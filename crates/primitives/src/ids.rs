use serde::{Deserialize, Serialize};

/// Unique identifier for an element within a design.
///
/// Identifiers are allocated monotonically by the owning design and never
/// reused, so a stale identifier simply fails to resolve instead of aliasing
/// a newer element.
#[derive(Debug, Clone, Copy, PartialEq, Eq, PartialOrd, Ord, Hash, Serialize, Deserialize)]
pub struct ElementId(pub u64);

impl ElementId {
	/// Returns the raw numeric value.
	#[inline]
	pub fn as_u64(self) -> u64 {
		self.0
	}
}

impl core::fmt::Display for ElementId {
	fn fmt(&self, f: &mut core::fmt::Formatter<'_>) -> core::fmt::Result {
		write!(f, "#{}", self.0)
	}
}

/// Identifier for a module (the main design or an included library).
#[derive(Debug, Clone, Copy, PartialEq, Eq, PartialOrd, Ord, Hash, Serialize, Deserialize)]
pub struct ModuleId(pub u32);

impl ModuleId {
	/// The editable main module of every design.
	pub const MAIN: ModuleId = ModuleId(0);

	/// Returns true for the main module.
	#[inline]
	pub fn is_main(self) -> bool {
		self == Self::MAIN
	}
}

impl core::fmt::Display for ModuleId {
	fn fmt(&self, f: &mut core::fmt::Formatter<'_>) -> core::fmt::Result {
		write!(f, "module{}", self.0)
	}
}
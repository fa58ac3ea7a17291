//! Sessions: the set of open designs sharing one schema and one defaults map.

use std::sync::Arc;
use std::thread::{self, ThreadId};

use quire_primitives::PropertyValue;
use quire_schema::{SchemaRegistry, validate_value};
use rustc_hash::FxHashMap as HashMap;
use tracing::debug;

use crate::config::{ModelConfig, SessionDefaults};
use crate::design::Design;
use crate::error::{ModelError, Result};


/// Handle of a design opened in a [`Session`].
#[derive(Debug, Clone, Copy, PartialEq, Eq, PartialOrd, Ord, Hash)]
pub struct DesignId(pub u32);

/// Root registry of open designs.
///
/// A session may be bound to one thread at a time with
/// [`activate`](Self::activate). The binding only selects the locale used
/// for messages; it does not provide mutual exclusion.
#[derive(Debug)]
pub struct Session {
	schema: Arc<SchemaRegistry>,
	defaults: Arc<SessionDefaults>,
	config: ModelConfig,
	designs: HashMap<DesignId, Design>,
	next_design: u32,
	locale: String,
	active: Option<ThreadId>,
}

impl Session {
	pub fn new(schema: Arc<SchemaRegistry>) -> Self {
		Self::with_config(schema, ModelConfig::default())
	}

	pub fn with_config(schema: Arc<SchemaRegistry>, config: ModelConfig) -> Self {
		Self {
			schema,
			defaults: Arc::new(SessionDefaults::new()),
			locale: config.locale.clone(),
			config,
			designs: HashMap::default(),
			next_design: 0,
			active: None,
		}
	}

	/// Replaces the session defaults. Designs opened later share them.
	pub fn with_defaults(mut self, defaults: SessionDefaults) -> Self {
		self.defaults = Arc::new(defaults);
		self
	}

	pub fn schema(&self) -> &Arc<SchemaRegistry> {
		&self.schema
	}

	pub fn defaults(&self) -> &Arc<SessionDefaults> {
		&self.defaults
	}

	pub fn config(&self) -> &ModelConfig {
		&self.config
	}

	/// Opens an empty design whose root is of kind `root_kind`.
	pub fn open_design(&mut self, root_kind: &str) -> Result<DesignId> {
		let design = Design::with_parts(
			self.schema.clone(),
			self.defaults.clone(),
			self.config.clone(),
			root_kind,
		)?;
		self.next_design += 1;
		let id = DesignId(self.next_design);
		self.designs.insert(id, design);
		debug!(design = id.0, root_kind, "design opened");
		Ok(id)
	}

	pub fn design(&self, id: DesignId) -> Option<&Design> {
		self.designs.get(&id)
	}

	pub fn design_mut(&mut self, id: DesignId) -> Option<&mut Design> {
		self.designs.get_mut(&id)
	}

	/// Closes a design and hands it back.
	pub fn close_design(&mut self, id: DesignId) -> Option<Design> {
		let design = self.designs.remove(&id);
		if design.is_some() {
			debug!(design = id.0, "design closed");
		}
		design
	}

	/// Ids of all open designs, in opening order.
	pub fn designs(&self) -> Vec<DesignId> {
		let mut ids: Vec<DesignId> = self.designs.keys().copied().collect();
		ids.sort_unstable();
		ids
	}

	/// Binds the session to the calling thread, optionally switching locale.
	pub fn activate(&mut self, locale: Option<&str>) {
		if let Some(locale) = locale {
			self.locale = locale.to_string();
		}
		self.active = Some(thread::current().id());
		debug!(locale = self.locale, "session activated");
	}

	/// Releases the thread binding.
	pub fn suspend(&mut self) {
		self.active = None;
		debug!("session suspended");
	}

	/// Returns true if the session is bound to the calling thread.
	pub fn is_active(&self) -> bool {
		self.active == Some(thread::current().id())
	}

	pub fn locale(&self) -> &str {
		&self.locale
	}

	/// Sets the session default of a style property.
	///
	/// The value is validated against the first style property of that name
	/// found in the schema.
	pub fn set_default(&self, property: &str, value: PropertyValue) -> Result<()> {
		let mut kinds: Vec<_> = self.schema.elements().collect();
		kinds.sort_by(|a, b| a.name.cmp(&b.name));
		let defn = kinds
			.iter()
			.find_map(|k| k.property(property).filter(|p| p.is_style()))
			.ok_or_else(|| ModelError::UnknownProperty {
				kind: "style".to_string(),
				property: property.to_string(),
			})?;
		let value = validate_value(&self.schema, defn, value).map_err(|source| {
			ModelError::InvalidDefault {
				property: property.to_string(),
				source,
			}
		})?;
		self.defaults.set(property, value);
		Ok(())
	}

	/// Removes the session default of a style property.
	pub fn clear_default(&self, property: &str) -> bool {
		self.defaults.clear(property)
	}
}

--

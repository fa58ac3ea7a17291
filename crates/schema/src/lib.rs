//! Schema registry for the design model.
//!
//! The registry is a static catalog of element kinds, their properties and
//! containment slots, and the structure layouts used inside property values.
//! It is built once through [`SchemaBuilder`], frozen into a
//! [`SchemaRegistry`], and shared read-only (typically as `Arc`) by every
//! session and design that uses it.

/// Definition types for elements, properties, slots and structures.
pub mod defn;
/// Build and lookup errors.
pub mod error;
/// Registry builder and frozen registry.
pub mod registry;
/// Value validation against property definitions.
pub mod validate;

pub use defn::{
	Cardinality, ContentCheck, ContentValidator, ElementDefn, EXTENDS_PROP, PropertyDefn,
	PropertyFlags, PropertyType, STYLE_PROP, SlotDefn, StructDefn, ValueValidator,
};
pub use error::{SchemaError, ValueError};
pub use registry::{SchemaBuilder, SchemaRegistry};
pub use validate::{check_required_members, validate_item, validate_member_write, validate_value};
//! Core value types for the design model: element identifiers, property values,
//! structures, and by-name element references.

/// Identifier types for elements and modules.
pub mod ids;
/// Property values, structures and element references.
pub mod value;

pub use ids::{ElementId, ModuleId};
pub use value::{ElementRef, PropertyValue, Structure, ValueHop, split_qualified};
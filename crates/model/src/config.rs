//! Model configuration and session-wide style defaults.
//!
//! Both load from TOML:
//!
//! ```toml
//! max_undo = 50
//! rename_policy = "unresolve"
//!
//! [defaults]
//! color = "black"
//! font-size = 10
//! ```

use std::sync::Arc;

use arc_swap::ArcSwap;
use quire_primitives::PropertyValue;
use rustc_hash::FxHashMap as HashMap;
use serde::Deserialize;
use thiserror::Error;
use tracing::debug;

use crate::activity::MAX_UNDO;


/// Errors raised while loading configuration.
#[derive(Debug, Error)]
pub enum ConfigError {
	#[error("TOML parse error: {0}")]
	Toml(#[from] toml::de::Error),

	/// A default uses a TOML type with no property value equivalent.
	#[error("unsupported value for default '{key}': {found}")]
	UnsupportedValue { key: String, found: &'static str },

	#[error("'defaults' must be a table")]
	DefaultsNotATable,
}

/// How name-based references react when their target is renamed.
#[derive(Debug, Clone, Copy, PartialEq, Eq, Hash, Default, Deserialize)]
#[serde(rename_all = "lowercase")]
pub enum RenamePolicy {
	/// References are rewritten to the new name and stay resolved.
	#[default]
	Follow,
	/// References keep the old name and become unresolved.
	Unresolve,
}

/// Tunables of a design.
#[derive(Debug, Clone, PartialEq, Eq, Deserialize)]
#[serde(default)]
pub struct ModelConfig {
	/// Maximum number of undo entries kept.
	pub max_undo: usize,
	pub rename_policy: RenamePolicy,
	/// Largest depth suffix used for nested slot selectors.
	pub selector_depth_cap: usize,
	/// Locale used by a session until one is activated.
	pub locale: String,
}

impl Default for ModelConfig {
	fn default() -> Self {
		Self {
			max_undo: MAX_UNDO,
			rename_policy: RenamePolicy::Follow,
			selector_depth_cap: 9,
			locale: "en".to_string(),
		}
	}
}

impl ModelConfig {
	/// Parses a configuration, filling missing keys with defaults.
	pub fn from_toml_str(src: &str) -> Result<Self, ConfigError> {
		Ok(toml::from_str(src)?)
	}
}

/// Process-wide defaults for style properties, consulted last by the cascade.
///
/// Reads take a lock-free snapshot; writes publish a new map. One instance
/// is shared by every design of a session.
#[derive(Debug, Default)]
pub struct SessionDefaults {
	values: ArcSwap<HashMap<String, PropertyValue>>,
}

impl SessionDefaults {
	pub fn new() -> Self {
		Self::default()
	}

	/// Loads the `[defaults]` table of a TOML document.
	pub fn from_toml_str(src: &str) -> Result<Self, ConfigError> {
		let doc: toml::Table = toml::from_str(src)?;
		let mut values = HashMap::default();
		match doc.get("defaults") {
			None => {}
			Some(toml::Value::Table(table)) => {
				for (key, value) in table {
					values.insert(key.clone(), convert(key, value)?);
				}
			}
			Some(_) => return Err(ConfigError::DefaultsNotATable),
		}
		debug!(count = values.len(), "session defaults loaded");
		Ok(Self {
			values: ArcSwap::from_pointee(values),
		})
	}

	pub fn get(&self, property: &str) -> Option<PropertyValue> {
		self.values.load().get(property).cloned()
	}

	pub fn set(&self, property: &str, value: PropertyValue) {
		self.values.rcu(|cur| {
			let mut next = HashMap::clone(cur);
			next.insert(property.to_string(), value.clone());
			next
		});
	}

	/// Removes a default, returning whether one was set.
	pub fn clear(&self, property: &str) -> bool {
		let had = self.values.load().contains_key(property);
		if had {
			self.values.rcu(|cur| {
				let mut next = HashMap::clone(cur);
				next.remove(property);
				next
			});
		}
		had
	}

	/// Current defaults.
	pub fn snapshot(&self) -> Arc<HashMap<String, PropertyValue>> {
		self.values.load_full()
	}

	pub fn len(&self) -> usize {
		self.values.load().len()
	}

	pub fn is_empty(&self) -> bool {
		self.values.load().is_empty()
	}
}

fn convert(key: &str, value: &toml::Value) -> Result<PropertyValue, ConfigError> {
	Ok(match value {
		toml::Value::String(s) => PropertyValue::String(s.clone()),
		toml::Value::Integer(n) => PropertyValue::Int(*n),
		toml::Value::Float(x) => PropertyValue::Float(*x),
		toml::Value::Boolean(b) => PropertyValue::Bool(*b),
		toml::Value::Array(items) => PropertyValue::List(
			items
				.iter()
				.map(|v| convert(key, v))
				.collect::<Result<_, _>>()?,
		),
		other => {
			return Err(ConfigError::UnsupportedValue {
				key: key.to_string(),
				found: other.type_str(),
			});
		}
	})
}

*WHAT IS REQUIRED*.
Begin at the line above that has "if let Some(locale)" and stop after the line that has "let mut kinds: Vec<_>", copying each line exactly and adding nothing else.

*TASK RESULT*.
		if let Some(locale) = locale {
			self.locale = locale.to_string();
		}
		self.active = Some(thread::current().id());
		debug!(locale = self.locale, "session activated");
	}

	/// Releases the thread binding.
	pub fn suspend(&mut self) {
		self.active = None;
		debug!("session suspended");
	}

	/// Returns true if the session is bound to the calling thread.
	pub fn is_active(&self) -> bool {
		self.active == Some(thread::current().id())
	}

	pub fn locale(&self) -> &str {
		&self.locale
	}

	/// Sets the session default of a style property.
	///
	/// The value is validated against the first style property of that name
	/// found in the schema.
	pub fn set_default(&self, property: &str, value: PropertyValue) -> Result<()> {
		let mut kinds: Vec<_> = self.schema.elements().collect();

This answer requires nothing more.